Cientos de mineros y campesinos habían tomado las instalaciones de las minas de Capasirca y Amayapampa. Rechazaban la privatización de aquellos yacimientos y el régimen laboral que había impuesto el consorcio norteamericano beneficiario Vista Gold Corporation

(VGC). Entonces, se precipitó una dura represión policial.  

“Seguramente, al Presidente le llevaron la versión de que había guerrilleros en la zona —dice el destacado exalcalde y parlamentario Juan del Granado—. Por eso, se produjo una movilización, primero policial y luego militar que ya se organizaba para tomar, incluso, Llallagua. Estuvimos muy cerca de que se produzca una confrontación generalizada con muchas más muertes de las que hubo”. 

Una extraña dupla 

Los voceros gubernamentales armaron esa vez una singular alianza subversiva a la hora de describir al enemigo que las fuerzas del orden enfrentaban. Aseguraron que operaban en la zona elementos del guevarista Movimiento Revolucionario Túpac Amaru (MRTA), del Perú, y grupos trotskistas del Partido Obrero Revolucionario (POR). Así lo informó, por ejemplo, Marcos Tufiño Banzer, el entonces secretario de Régimen Interior y Policía. Otras autoridades y medios de prensa informaron sobre la ejecución de “planes subversivos” y la existencia de “coordinadoras revolucionarias” de ambas organizaciones.  

El MRTA tenía marcada fama en aquella época debido a la espectacular toma, en esos días, de la Embajada de Japón en Lima. Por su parte, el POR tenía infaltablemente militantes en los sindicatos mineros bolivianos desde la década del 50. El detalle particular radicaba en que trotskistas y guevaristas guardan, desde siempre, ideologías marcadamente opuestas y, consecuentemente, virulentos encontrones. Es más, las autoridades no pudieron, siquiera, identificar a un militante del MRTA.     

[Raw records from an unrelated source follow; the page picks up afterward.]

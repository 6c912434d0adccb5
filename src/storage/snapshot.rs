//! The line-oriented snapshot format.
//!
//! ```text
//! ID,Name,Category Index,Quantity,Price,Reorder Level
//! A001,TV,0,10,299.99,5
//! ```
//!
//! Fields are comma-separated with no quoting or escaping, so a comma inside
//! an identifier or name does not survive a round trip.

use std::{
    io::{self, BufRead, Write},
    num::{ParseFloatError, ParseIntError},
};

use crate::{Inventory, Product};

/// The header line written at the top of every snapshot.
pub const HEADER: &str = "ID,Name,Category Index,Quantity,Price,Reorder Level";

/// Reasons a snapshot line is not a valid product record.
#[derive(Debug, Clone, PartialEq, Eq, thiserror::Error)]
pub enum RecordError {
    /// The line has fewer than six comma-separated fields.
    #[error("expected 6 fields, found {0}")]
    TooFewFields(usize),

    /// A numeric field could not be parsed.
    #[error("invalid {field} '{value}'")]
    InvalidNumber {
        /// Name of the offending field.
        field: &'static str,
        /// The raw field text.
        value: String,
    },
}

impl RecordError {
    fn invalid_int(field: &'static str, value: &str) -> impl FnOnce(ParseIntError) -> Self {
        let value = value.to_string();
        move |_| Self::InvalidNumber { field, value }
    }

    fn invalid_float(field: &'static str, value: &str) -> impl FnOnce(ParseFloatError) -> Self {
        let value = value.to_string();
        move |_| Self::InvalidNumber { field, value }
    }
}

/// Parses one snapshot line into a product.
///
/// Fields are read positionally and whitespace-trimmed. Fields beyond the
/// sixth are ignored.
///
/// # Errors
///
/// Returns an error if the line has fewer than six fields, or if the
/// category, quantity, price or reorder level does not parse.
pub fn parse_record(line: &str) -> Result<Product, RecordError> {
    let fields: Vec<&str> = line.split(',').map(str::trim).collect();
    let [id, name, category, quantity, price, reorder_level, ..] = fields.as_slice() else {
        return Err(RecordError::TooFewFields(fields.len()));
    };

    let category: i64 = category
        .parse()
        .map_err(RecordError::invalid_int("category", category))?;
    let quantity: i64 = quantity
        .parse()
        .map_err(RecordError::invalid_int("quantity", quantity))?;
    let price: f64 = price
        .parse()
        .map_err(RecordError::invalid_float("price", price))?;
    let reorder_level: i64 = reorder_level
        .parse()
        .map_err(RecordError::invalid_int("reorder level", reorder_level))?;

    Ok(Product::new(*id, *name, category)
        .with_quantity(quantity)
        .with_price(price)
        .with_reorder_level(reorder_level))
}

/// Formats a product as one snapshot line, without the line terminator.
#[must_use]
pub fn format_record(product: &Product) -> String {
    format!(
        "{},{},{},{},{:.2},{}",
        product.id(),
        product.name(),
        product.category(),
        product.quantity(),
        product.price(),
        product.reorder_level()
    )
}

/// Reads an inventory from a snapshot.
///
/// Blank lines and a header line (any line starting with `id,`, ignoring
/// case) are skipped. Malformed records are dropped with a warning and do not
/// abort the read.
///
/// # Errors
///
/// Returns an error only if the underlying reader fails.
pub fn read<R: BufRead>(reader: R) -> io::Result<Inventory> {
    let mut inventory = Inventory::new();

    for (index, line) in reader.lines().enumerate() {
        let line = line?;
        let line = line.trim();
        if line.is_empty() || line.to_lowercase().starts_with("id,") {
            continue;
        }

        match parse_record(line) {
            Ok(product) => inventory.add(product),
            Err(e) => tracing::warn!(line = index + 1, "skipping malformed record: {e}"),
        }
    }

    Ok(inventory)
}

/// Writes the header and one line per product, in inventory order.
///
/// # Errors
///
/// Returns an error if the underlying writer fails.
pub fn write<W: Write>(writer: &mut W, inventory: &Inventory) -> io::Result<()> {
    writeln!(writer, "{HEADER}")?;
    for product in inventory {
        writeln!(writer, "{}", format_record(product))?;
    }
    Ok(())
}
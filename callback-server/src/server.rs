//! HTTP server for receiving GENA event notifications.

use std::net::{IpAddr, Ipv4Addr, SocketAddr, TcpListener};
use std::sync::Arc;

use tokio::sync::mpsc;
use warp::Filter;

use crate::error::CallbackError;
use crate::router::{EventRouter, NotificationPayload};

/// HTTP callback server for GENA NOTIFY requests.
///
/// Binds to the first free port in a configured range, accepts NOTIFY on any
/// path, validates the GENA headers, and routes payloads for registered
/// subscription IDs through an [`EventRouter`] into a channel. One server
/// handles the callbacks for every subscription the engine holds.
///
/// # Example
///
/// ```no_run
/// use tokio::sync::mpsc;
/// use callback_server::{CallbackServer, NotificationPayload};
///
/// #[tokio::main]
/// async fn main() {
///     let (tx, mut rx) = mpsc::unbounded_channel::<NotificationPayload>();
///
///     let server = CallbackServer::new((3400, 3500), tx)
///         .await
///         .expect("failed to start callback server");
///     println!("callback URL: {}", server.base_url());
///
///     while let Some(notification) = rx.recv().await {
///         println!("event for {}", notification.sid);
///     }
/// }
/// ```
pub struct CallbackServer {
    /// The port the server is bound to
    port: u16,
    /// The base URL to hand out in CALLBACK headers
    base_url: String,
    /// Router deciding which SIDs may deliver
    router: Arc<EventRouter>,
    /// Shutdown signal sender
    shutdown_tx: Option<mpsc::Sender<()>>,
    /// Server task handle
    server_handle: Option<tokio::task::JoinHandle<()>>,
}

impl CallbackServer {
    /// Create and start a callback server.
    ///
    /// Scans `port_range` for a free port, detects the local IP address used
    /// for outbound traffic, starts the HTTP listener, and waits for it to be
    /// ready before returning.
    ///
    /// # Errors
    ///
    /// Returns [`CallbackError::NoAvailablePort`] when every port in the
    /// range is taken, [`CallbackError::NoLocalIp`] when the local address
    /// cannot be determined, and [`CallbackError::Startup`] when the listener
    /// fails to come up.
    pub async fn new(
        port_range: (u16, u16),
        event_sender: mpsc::UnboundedSender<NotificationPayload>,
    ) -> Result<Self, CallbackError> {
        let port = Self::find_available_port(port_range.0, port_range.1).ok_or(
            CallbackError::NoAvailablePort {
                start: port_range.0,
                end: port_range.1,
            },
        )?;

        let local_ip = Self::detect_local_ip().ok_or(CallbackError::NoLocalIp)?;
        let base_url = format!("http://{local_ip}:{port}");

        let router = Arc::new(EventRouter::new(event_sender));

        let (shutdown_tx, shutdown_rx) = mpsc::channel::<()>(1);
        let (ready_tx, mut ready_rx) = mpsc::channel::<()>(1);

        let server_handle = Self::start_server(port, Arc::clone(&router), shutdown_rx, ready_tx);

        ready_rx
            .recv()
            .await
            .ok_or_else(|| CallbackError::Startup("server failed to start".to_string()))?;

        tracing::info!(%base_url, "callback server listening");

        Ok(Self {
            port,
            base_url,
            router,
            shutdown_tx: Some(shutdown_tx),
            server_handle: Some(server_handle),
        })
    }

    /// The base URL to use in SUBSCRIBE CALLBACK headers.
    pub fn base_url(&self) -> &str {
        &self.base_url
    }

    /// The port the server is bound to.
    pub fn port(&self) -> u16 {
        self.port
    }

    /// The router controlling which subscription IDs may deliver.
    pub fn router(&self) -> &Arc<EventRouter> {
        &self.router
    }

    /// Shut the server down gracefully, completing in-flight requests.
    pub async fn shutdown(mut self) {
        if let Some(tx) = self.shutdown_tx.take() {
            let _ = tx.send(()).await;
        }
        if let Some(handle) = self.server_handle.take() {
            let _ = handle.await;
        }
        tracing::debug!("callback server stopped");
    }

    /// Find a free port in the given inclusive range.
    fn find_available_port(start: u16, end: u16) -> Option<u16> {
        (start..=end).find(|&port| Self::is_port_available(port))
    }

    /// Check whether a port can currently be bound.
    fn is_port_available(port: u16) -> bool {
        TcpListener::bind(SocketAddr::new(IpAddr::V4(Ipv4Addr::UNSPECIFIED), port)).is_ok()
    }

    /// Detect the local IP address used for outbound traffic.
    ///
    /// Connects a UDP socket toward a public address to learn which local
    /// interface routing would pick; no packet is actually sent.
    fn detect_local_ip() -> Option<IpAddr> {
        let socket = std::net::UdpSocket::bind("0.0.0.0:0").ok()?;
        socket.connect("8.8.8.8:80").ok()?;
        Some(socket.local_addr().ok()?.ip())
    }

    /// Start the HTTP listener task.
    fn start_server(
        port: u16,
        router: Arc<EventRouter>,
        mut shutdown_rx: mpsc::Receiver<()>,
        ready_tx: mpsc::Sender<()>,
    ) -> tokio::task::JoinHandle<()> {
        tokio::spawn(async move {
            // NOTIFY arrives on whatever path we put in the CALLBACK header;
            // accept any path and dispatch on method + headers.
            let notify_route = warp::method()
                .and(warp::header::optional::<String>("sid"))
                .and(warp::header::optional::<String>("seq"))
                .and(warp::header::optional::<String>("nt"))
                .and(warp::header::optional::<String>("nts"))
                .and(warp::body::bytes())
                .and_then({
                    move |method: warp::http::Method,
                          sid: Option<String>,
                          seq: Option<String>,
                          nt: Option<String>,
                          nts: Option<String>,
                          body: bytes::Bytes| {
                        let router = Arc::clone(&router);
                        async move {
                            if method != warp::http::Method::from_bytes(b"NOTIFY").unwrap() {
                                return Err(warp::reject::not_found());
                            }

                            if !validate_gena_headers(&nt, &nts) {
                                tracing::debug!("rejecting NOTIFY with bad NT/NTS headers");
                                return Err(warp::reject::custom(InvalidGenaHeaders));
                            }

                            let sid = sid.ok_or_else(|| {
                                tracing::debug!("rejecting NOTIFY without SID header");
                                warp::reject::custom(InvalidGenaHeaders)
                            })?;

                            let payload = NotificationPayload {
                                sid,
                                seq: seq.and_then(|s| s.trim().parse().ok()),
                                body: String::from_utf8_lossy(&body).to_string(),
                            };

                            tracing::trace!(
                                sid = %payload.sid,
                                seq = ?payload.seq,
                                bytes = payload.body.len(),
                                "received NOTIFY"
                            );

                            if router.route(payload) {
                                Ok::<_, warp::Rejection>(warp::reply::with_status(
                                    "",
                                    warp::http::StatusCode::OK,
                                ))
                            } else {
                                Err(warp::reject::not_found())
                            }
                        }
                    }
                });

            let routes = notify_route.recover(handle_rejection);

            let (addr, server) = warp::serve(routes).bind_with_graceful_shutdown(
                SocketAddr::new(IpAddr::V4(Ipv4Addr::UNSPECIFIED), port),
                async move {
                    shutdown_rx.recv().await;
                },
            );

            tracing::debug!(%addr, "callback listener bound");
            let _ = ready_tx.send(()).await;
            server.await;
        })
    }
}

/// Validate the GENA NT/NTS headers when present.
///
/// Event notifications carry `NT: upnp:event` and `NTS: upnp:propchange`;
/// anything else that claims to be an event is rejected. Absent headers are
/// tolerated for devices that omit them.
fn validate_gena_headers(nt: &Option<String>, nts: &Option<String>) -> bool {
    if let Some(nt) = nt {
        if nt != "upnp:event" {
            return false;
        }
    }
    if let Some(nts) = nts {
        if nts != "upnp:propchange" {
            return false;
        }
    }
    true
}

/// Custom rejection for invalid GENA headers.
#[derive(Debug)]
struct InvalidGenaHeaders;

impl warp::reject::Reject for InvalidGenaHeaders {}

/// Convert rejections into plain HTTP responses.
async fn handle_rejection(
    err: warp::Rejection,
) -> Result<impl warp::Reply, std::convert::Infallible> {
    let (code, message) = if err.is_not_found() {
        (warp::http::StatusCode::NOT_FOUND, "subscription not found")
    } else if err.find::<InvalidGenaHeaders>().is_some() {
        (warp::http::StatusCode::BAD_REQUEST, "invalid GENA headers")
    } else {
        (
            warp::http::StatusCode::INTERNAL_SERVER_ERROR,
            "internal server error",
        )
    };

    Ok(warp::reply::with_status(message, code))
}
//! SSDP transport threads.
//!
//! Two plain threads own the blocking UDP sockets: one listens for
//! unsolicited NOTIFY traffic, one runs periodic M-SEARCH bursts. Both hand
//! advertisements to the worker through the bounded queue and stop when the
//! shared running flag drops.

use std::sync::atomic::{AtomicBool, Ordering};
use std::sync::{mpsc, Arc};
use std::thread::JoinHandle;
use std::time::Duration;

use upnp_discovery::{AdvertisementQueue, NotifyListener, SsdpSocket};

use crate::config::EngineConfig;

/// Sleep in short slices so a stop request is honored promptly.
fn sleep_while_running(total: Duration, running: &AtomicBool) {
    let slice = Duration::from_millis(100);
    let mut remaining = total;
    while running.load(Ordering::Relaxed) && !remaining.is_zero() {
        let nap = remaining.min(slice);
        std::thread::sleep(nap);
        remaining = remaining.saturating_sub(nap);
    }
}

/// Spawn the NOTIFY listener thread.
///
/// Socket errors are retried with exponential backoff; once the failure
/// ceiling is reached the thread reports a fault (surfaced by the facade as
/// `DiscoveryFailed`) and exits. Timeouts and malformed datagrams are not
/// failures.
pub(crate) fn spawn_notify_listener(
    listener: NotifyListener,
    queue: Arc<AdvertisementQueue>,
    fault_tx: mpsc::Sender<String>,
    running: Arc<AtomicBool>,
    config: &EngineConfig,
) -> JoinHandle<()> {
    let base = config.listen_backoff_base;
    let max = config.listen_backoff_max;
    let ceiling = config.listen_failure_ceiling;

    std::thread::spawn(move || {
        let mut failures = 0u32;
        let mut backoff = base;

        while running.load(Ordering::Relaxed) {
            match listener.recv() {
                Ok(Some(ad)) => {
                    failures = 0;
                    backoff = base;
                    queue.push(ad);
                }
                Ok(None) => {
                    failures = 0;
                    backoff = base;
                }
                Err(e) => {
                    failures += 1;
                    if failures >= ceiling {
                        tracing::error!("SSDP listener giving up after {failures} failures: {e}");
                        let _ = fault_tx
                            .send(format!("listener failed after {failures} attempts: {e}"));
                        return;
                    }
                    tracing::warn!("SSDP listener error (attempt {failures}): {e}");
                    sleep_while_running(backoff, &running);
                    backoff = (backoff * 2).min(max);
                }
            }
        }
        tracing::debug!("SSDP listener stopped");
    })
}

/// Spawn the M-SEARCH thread.
///
/// Each cycle sends one burst per configured search target, spaced by the
/// configured gap, and collects responses for the response window. Repeated
/// socket failures hit the same ceiling as the listener.
pub(crate) fn spawn_search_loop(
    config: EngineConfig,
    queue: Arc<AdvertisementQueue>,
    fault_tx: mpsc::Sender<String>,
    running: Arc<AtomicBool>,
) -> JoinHandle<()> {
    std::thread::spawn(move || {
        let mut failures = 0u32;
        let mut backoff = config.listen_backoff_base;

        while running.load(Ordering::Relaxed) {
            let socket = match SsdpSocket::new(config.search_response_window) {
                Ok(socket) => {
                    failures = 0;
                    backoff = config.listen_backoff_base;
                    socket
                }
                Err(e) => {
                    failures += 1;
                    if failures >= config.listen_failure_ceiling {
                        tracing::error!("M-SEARCH giving up after {failures} failures: {e}");
                        let _ =
                            fault_tx.send(format!("search failed after {failures} attempts: {e}"));
                        return;
                    }
                    tracing::warn!("M-SEARCH socket error (attempt {failures}): {e}");
                    sleep_while_running(backoff, &running);
                    backoff = (backoff * 2).min(config.listen_backoff_max);
                    continue;
                }
            };

            for target in &config.search_targets {
                if !running.load(Ordering::Relaxed) {
                    return;
                }
                if let Err(e) = socket.search(target, config.search_mx) {
                    tracing::warn!(%target, "M-SEARCH send failed: {e}");
                    continue;
                }
                tracing::trace!(%target, "M-SEARCH burst sent");
                for ad in socket.responses() {
                    queue.push(ad);
                }
                sleep_while_running(config.search_target_gap, &running);
            }

            sleep_while_running(config.search_interval, &running);
        }
        tracing::debug!("M-SEARCH loop stopped");
    })
}

#[cfg(test)]
mod tests {
    use super::*;

    #[test]
    fn test_sleep_while_running_stops_early() {
        let running = AtomicBool::new(true);
        let start = std::time::Instant::now();
        // Flag already false: returns immediately despite the long total.
        running.store(false, Ordering::Relaxed);
        sleep_while_running(Duration::from_secs(10), &running);
        assert!(start.elapsed() < Duration::from_secs(1));
    }

    #[test]
    fn test_sleep_while_running_sleeps_full_duration() {
        let running = AtomicBool::new(true);
        let start = std::time::Instant::now();
        sleep_while_running(Duration::from_millis(150), &running);
        assert!(start.elapsed() >= Duration::from_millis(140));
    }
}
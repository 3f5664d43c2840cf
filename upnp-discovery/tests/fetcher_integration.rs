//! Integration tests for description fetching against a mock HTTP server.

use std::io::Write;
use std::sync::Arc;
use std::time::Duration;

use upnp_discovery::{DescriptionFetcher, FetchError};

const DEVICE_XML: &str = r#"<?xml version="1.0"?>
<root xmlns="urn:schemas-upnp-org:device-1-0">
  <device>
    <deviceType>urn:schemas-upnp-org:device:MediaRenderer:1</deviceType>
    <friendlyName>Test Renderer</friendlyName>
    <manufacturer>Acme Audio</manufacturer>
    <modelName>StreamBox 2</modelName>
    <UDN>uuid:test-renderer-1</UDN>
    <serviceList>
      <service>
        <serviceType>urn:schemas-upnp-org:service:AVTransport:1</serviceType>
        <serviceId>urn:upnp-org:serviceId:AVTransport</serviceId>
        <controlURL>/av/control</controlURL>
        <eventSubURL>/av/event</eventSubURL>
        <SCPDURL>/av/scpd.xml</SCPDURL>
      </service>
    </serviceList>
  </device>
</root>"#;

#[test]
fn test_fetch_resolves_urls_against_location() {
    let mut server = mockito::Server::new();
    let mock = server
        .mock("GET", "/description.xml")
        .with_status(200)
        .with_header("content-type", "text/xml")
        .with_body(DEVICE_XML)
        .create();

    let fetcher = DescriptionFetcher::new(Duration::from_secs(2)).unwrap();
    let location = format!("{}/description.xml", server.url());
    let device = fetcher.fetch(&location).unwrap();

    assert_eq!(device.udn, "uuid:test-renderer-1");
    assert_eq!(device.services.len(), 1);
    assert_eq!(
        device.services[0].control_url,
        format!("{}/av/control", server.url())
    );
    assert_eq!(
        device.services[0].event_sub_url,
        format!("{}/av/event", server.url())
    );
    mock.assert();
}

#[test]
fn test_concurrent_fetches_share_one_request() {
    let mut server = mockito::Server::new();
    // expect(1): the whole point is that only one GET goes out. The response
    // is slowed down so the follower threads reliably find the fetch in
    // flight rather than racing past a completed one.
    let mock = server
        .mock("GET", "/desc.xml")
        .with_status(200)
        .with_chunked_body(|writer| {
            std::thread::sleep(Duration::from_millis(400));
            writer.write_all(DEVICE_XML.as_bytes())
        })
        .expect(1)
        .create();

    let fetcher = Arc::new(DescriptionFetcher::new(Duration::from_secs(5)).unwrap());
    let location = format!("{}/desc.xml", server.url());

    let leader = {
        let fetcher = Arc::clone(&fetcher);
        let location = location.clone();
        std::thread::spawn(move || fetcher.fetch(&location))
    };
    std::thread::sleep(Duration::from_millis(100));

    let followers: Vec<_> = (0..3)
        .map(|_| {
            let fetcher = Arc::clone(&fetcher);
            let location = location.clone();
            std::thread::spawn(move || fetcher.fetch(&location))
        })
        .collect();

    let mut outcomes = vec![leader.join().unwrap()];
    outcomes.extend(followers.into_iter().map(|h| h.join().unwrap()));

    for outcome in outcomes {
        let device = outcome.expect("every coalesced caller should get the device");
        assert_eq!(device.udn, "uuid:test-renderer-1");
    }
    mock.assert();
}

#[test]
fn test_http_error_is_unreachable() {
    let mut server = mockito::Server::new();
    server
        .mock("GET", "/missing.xml")
        .with_status(404)
        .create();

    let fetcher = DescriptionFetcher::new(Duration::from_secs(2)).unwrap();
    let location = format!("{}/missing.xml", server.url());

    assert!(matches!(
        fetcher.fetch(&location),
        Err(FetchError::Unreachable(_))
    ));
}

#[test]
fn test_invalid_body_is_malformed() {
    let mut server = mockito::Server::new();
    server
        .mock("GET", "/garbage.xml")
        .with_status(200)
        .with_body("<root><device></device>")
        .create();

    let fetcher = DescriptionFetcher::new(Duration::from_secs(2)).unwrap();
    let location = format!("{}/garbage.xml", server.url());

    assert!(matches!(
        fetcher.fetch(&location),
        Err(FetchError::Malformed(_))
    ));
}

#[test]
fn test_sequential_fetches_are_not_cached() {
    // Coalescing is in-flight only: a second fetch after completion issues a
    // fresh request.
    let mut server = mockito::Server::new();
    let mock = server
        .mock("GET", "/desc.xml")
        .with_status(200)
        .with_body(DEVICE_XML)
        .expect(2)
        .create();

    let fetcher = DescriptionFetcher::new(Duration::from_secs(2)).unwrap();
    let location = format!("{}/desc.xml", server.url());

    fetcher.fetch(&location).unwrap();
    fetcher.fetch(&location).unwrap();
    mock.assert();
}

La tragedia de Amayapampa y Capasirca, denominada como “la Masacre de Navidad”, empezó a gestarse en mayo cuando sus propietarios las vendieron a VSG. Una muy estable relación laboral de décadas se vio alterada con la llegada del consorcio. Probablemente a estadounidenses y canadienses les faltaron sociólogos y antropólogos que les asesoren. O quizás se vieron muy confiados en tener todo a favor para imponer su voluntad sobre mineros y campesinos. O, tal vez, ambas cosas. 

Una relación estable

El sociólogo investigador Lorgio Orellana Ayllón, en su texto “Masacre de Navidad, un análisis”, explica aquella etapa en que se incubó la tragedia. Orellana describe cómo los mineros de Capasirca y Amayapampa provenían, en su gran mayoría, de las etnias juk’umani y layme. Es decir, eran campesinos que alternaban la explotación minera con sus ancestrales prácticas agrarias. Campesinos cuya economía casi prescindía del dinero y se basaba en prácticas cooperativas como el ayni y la minka, así como en la propiedad comunitaria.        

“Un capitalista que ha trajinado décadas por Norte Potosí conoce los peligros que implica el contrato de esa fuerza de trabajo —explica Lorgio Orellana—. Si la entiende, sabe que no está tratando con obreros de overol y zapatos. Durante 80 años Capasirca fue de los Yaksic. Para explotar la mina, los eslavos tuvieron que aprender el ‘lenguaje’ de los mineros nortepotosinos, conocer su ‘lógica’ de trabajo. Mientras tuvieron Capasirca, nunca pagaron salarios. Permitían a los trabajadores quedarse con una parte residual de la producción, a cambio de una labor pacífica”.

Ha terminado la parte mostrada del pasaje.